Risks of Predictive Analytics


Coiffed Ray-GunBased on an analysis of more than a half million public posts on message boards, blogs, social media sites and news sources, IBM predicts that ‘steampunk,’ a sub-genre inspired by the clothing, technology and social mores of Victorian society, will be a major trend to bubble up, and take hold, of the retail industry. –Jan. 14, 2013 IBM Press Release

 

Really? Is this a good idea? Not steampunk fashion — that’s clearly a bad idea. But publicizing this data-driven prediction — is that a good idea? Could this press release actually cause an increase in rayguns and polished brass driving goggles?

I think this illustrates one of a couple of important potentially negative consequences to making and communicating statistical predictions. The first risk is that making predictions may sway people to follow the predictions. The second risk is that making predictions may sway people to inaction and complacency. Both of these risks may need to be actively managed to prevent advanced predictive modeling from causing more harm than good.

Recently, none other than Nate Silver indicated that if he thought his predictive models of elections were swaying the results, he would stop publishing them. There are longstanding questions about bandwagon and “back the winner” effects in polling and voting. If your predictions are widely seen as accurate, as Silver’s are, then your statements may increase votes for the perceived winner and decrease them for the perceived loser. It’s well known that more people report, after the fact, that they voted for a winning candidate than actually did so.
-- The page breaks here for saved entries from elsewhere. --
//! Deterministic summary generation with optional enrichment.
//!
//! # Responsibility
//! - Build and persist the deterministic summary of one day.
//! - Run the optional enricher under a timeout and store its output.
//!
//! # Invariants
//! - Enrichment failure never fails `generate`; the deterministic summary is
//!   persisted first and `ai_summary` keeps its previous value.
//! - Swept days report their frozen summary and score unchanged.

use crate::config::CoreConfig;
use crate::enrichment::{
    enrich_with_timeout, EnrichedText, EnrichmentError, SummaryEnricher,
    DEFAULT_ENRICHMENT_TIMEOUT,
};
use crate::model::date_key::DateKey;
use crate::model::day::{DayView, UserId};
use crate::model::summary::{build_summary, SummaryInput};
use crate::repo::day_repo::DayRepository;
use crate::repo::{Entity, RepoError};
use crate::service::{parse_date_input, retry_on_conflict, ServiceError, ServiceResult};
use log::{info, warn};
use std::sync::Arc;
use std::time::Duration;

/// Result of one summary generation.
#[derive(Debug)]
pub struct SummaryReport {
    pub date: DateKey,
    /// Persisted deterministic summary.
    pub summary: String,
    pub score: i64,
    /// Enrichment outcome; `Err(EnrichmentUnavailable)` on any failure.
    pub enrichment: Result<EnrichedText, ServiceError>,
}

/// Summary service facade over repository implementations.
pub struct SummaryService<R: DayRepository> {
    repo: R,
    enricher: Option<Arc<dyn SummaryEnricher>>,
    timeout: Duration,
}

impl<R: DayRepository> SummaryService<R> {
    /// Creates a service without an enricher; enrichment always reports
    /// `EnrichmentUnavailable`.
    pub fn new(repo: R) -> Self {
        Self {
            repo,
            enricher: None,
            timeout: DEFAULT_ENRICHMENT_TIMEOUT,
        }
    }

    /// Creates a service bounded by `config.enrichment_timeout`.
    pub fn from_config(
        repo: R,
        config: &CoreConfig,
        enricher: Option<Arc<dyn SummaryEnricher>>,
    ) -> Self {
        Self {
            repo,
            enricher,
            timeout: config.enrichment_timeout,
        }
    }

    pub fn with_enricher(mut self, enricher: Arc<dyn SummaryEnricher>, timeout: Duration) -> Self {
        self.enricher = Some(enricher);
        self.timeout = timeout;
        self
    }

    /// Upper bound applied to each enrichment call.
    pub fn timeout(&self) -> Duration {
        self.timeout
    }

    /// Builds, persists and optionally enriches the summary of one day.
    ///
    /// On an unswept day the rendered text is stored in `summary`, and a
    /// later sweep keeps a stored summary as is. Text generated before the
    /// day ends therefore stays frozen with the counts it had at that time.
    pub fn generate(
        &self,
        user_id: UserId,
        date: &str,
        today: DateKey,
    ) -> ServiceResult<SummaryReport> {
        let date = parse_date_input(date)?;
        retry_on_conflict("ensure_day", || self.repo.ensure_day(user_id, date, today))?;
        let view = self
            .repo
            .load_day_view(user_id, date)?
            .ok_or_else(|| RepoError::not_found(Entity::DailyLog, date))?;

        let score = view.effective_score();
        let summary = match (&view.log.summary, view.log.is_swept()) {
            (Some(frozen), true) => frozen.clone(),
            _ => {
                let built = render(&view, score);
                self.repo.save_summary(view.log.id, &built)?;
                built
            }
        };

        let enrichment = self.enrich(&view, &summary);
        Ok(SummaryReport {
            date,
            summary,
            score,
            enrichment,
        })
    }

    fn enrich(&self, view: &DayView, summary: &str) -> Result<EnrichedText, ServiceError> {
        let outcome = match &self.enricher {
            Some(enricher) => {
                enrich_with_timeout(Arc::clone(enricher), view.log.date, summary, self.timeout)
            }
            None => Err(EnrichmentError::NotConfigured),
        };

        match outcome {
            Ok(enriched) => {
                self.repo
                    .save_ai_summary(view.log.id, &enriched.text, &enriched.model)?;
                info!(
                    "event=summary_enrich module=service status=ok date={} model={}",
                    view.log.date, enriched.model
                );
                Ok(enriched)
            }
            Err(err) => {
                warn!(
                    "event=summary_enrich module=service status=unavailable date={} reason={}",
                    view.log.date, err
                );
                Err(ServiceError::EnrichmentUnavailable(err.to_string()))
            }
        }
    }
}

fn render(view: &DayView, score: i64) -> String {
    build_summary(&SummaryInput {
        date: view.log.date,
        blocks: &view.blocks,
        counters: view.score_input(),
        score,
        deferred_count: view.pending_count(),
    })
}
There are other ways that prediction can drive outcomes in unpredicted or undesired ways, especially when predictions are tied to action. If your predictive model estimates increased automobile traffic between two locations, and you build a highway to speed that traffic, than the “induced demand” effect (added capacity causes increased use) will almost certainly prove your predictive model correct. Even if the model was predicting only noise. The steampunk prediction may fall into this category, sadly.

The other problem is exemplified by sales forecasts. If your predictions are read by the people whose effort is needed to realize the forecast results, they may be less likely to come true. Your predictions are probably based on a number of assumptions, including that the sales team is putting in the same type of effort that they did last month or last year. But if forecast results are perceived as a “done deal,” that assumption will be violated. A prediction is not a target, and should not be seen or communicated as such.

How can these problems be mitigated? In some cases, by better communications strategies. Instead of providing a point estimate of sales (“we’re going to make $82,577.11 next week!”), you may be better off providing the numbers from an 80% or 90% confidence interval: “if we slack off, we could make as little as $60,000, but if we work hard, we could make as much as $100,000.” Of course, if you have the sort of data where you can include sales effort as a predictor, you can do even better than that.

Another trick to keeping people motivated is to let them beat their targets most but not all of the time. How do you do this? Consider providing the 20th percentile of a forecast distribution as the target. If your model is well-calibrated, those forecasts will be met 80% of the time. There is extensive psychological and business research in the best way to set goals, and my (limited) understanding of it is that people who think they are doing well, but with room for improvement, are best engaged.

Returning to the upcoming steampunk sartorial catastrophe, perhaps IBM should have exercised some professional judgement, as Nate Silver seems to be doing, and just kept their big blue mouth shut on this one.

Harlan Harris has a PhD in Computer Science (Machine Learning) from the University of Illinois at Urbana-Champaign, and post-doctoral work in Cognitive Psychology at several universities. He currently is Senior Data Scientist at Kaplan Test Prep, and co-organizes Data Science DC.

Latest posts by Harlan Harris (see all)

This entry was posted in Methods and tagged , . Bookmark the permalink.
  • davidcroushore

    But IBM’s reputation improves if their predictions are seen as largely accurate. If sharing these predictions publicly increases the chances that they will be correct, then it is in IBM’s interest to share all of their predictions publicly.

    A couple of years ago, I saw an interesting workaround. We want to be able to evaluation our predictions after the fact, but public declaration might affect the outcome. To avoid this, a predictor can encrypt the prediction and post it publicly. After a specified date, the key can be supplied so that the validity of the public prediction can be assessed, but the content of the prediction cannot be known until after the fact. This way the predictor does not influence the outcome, but there is evidence that the prediction was made prior to the event.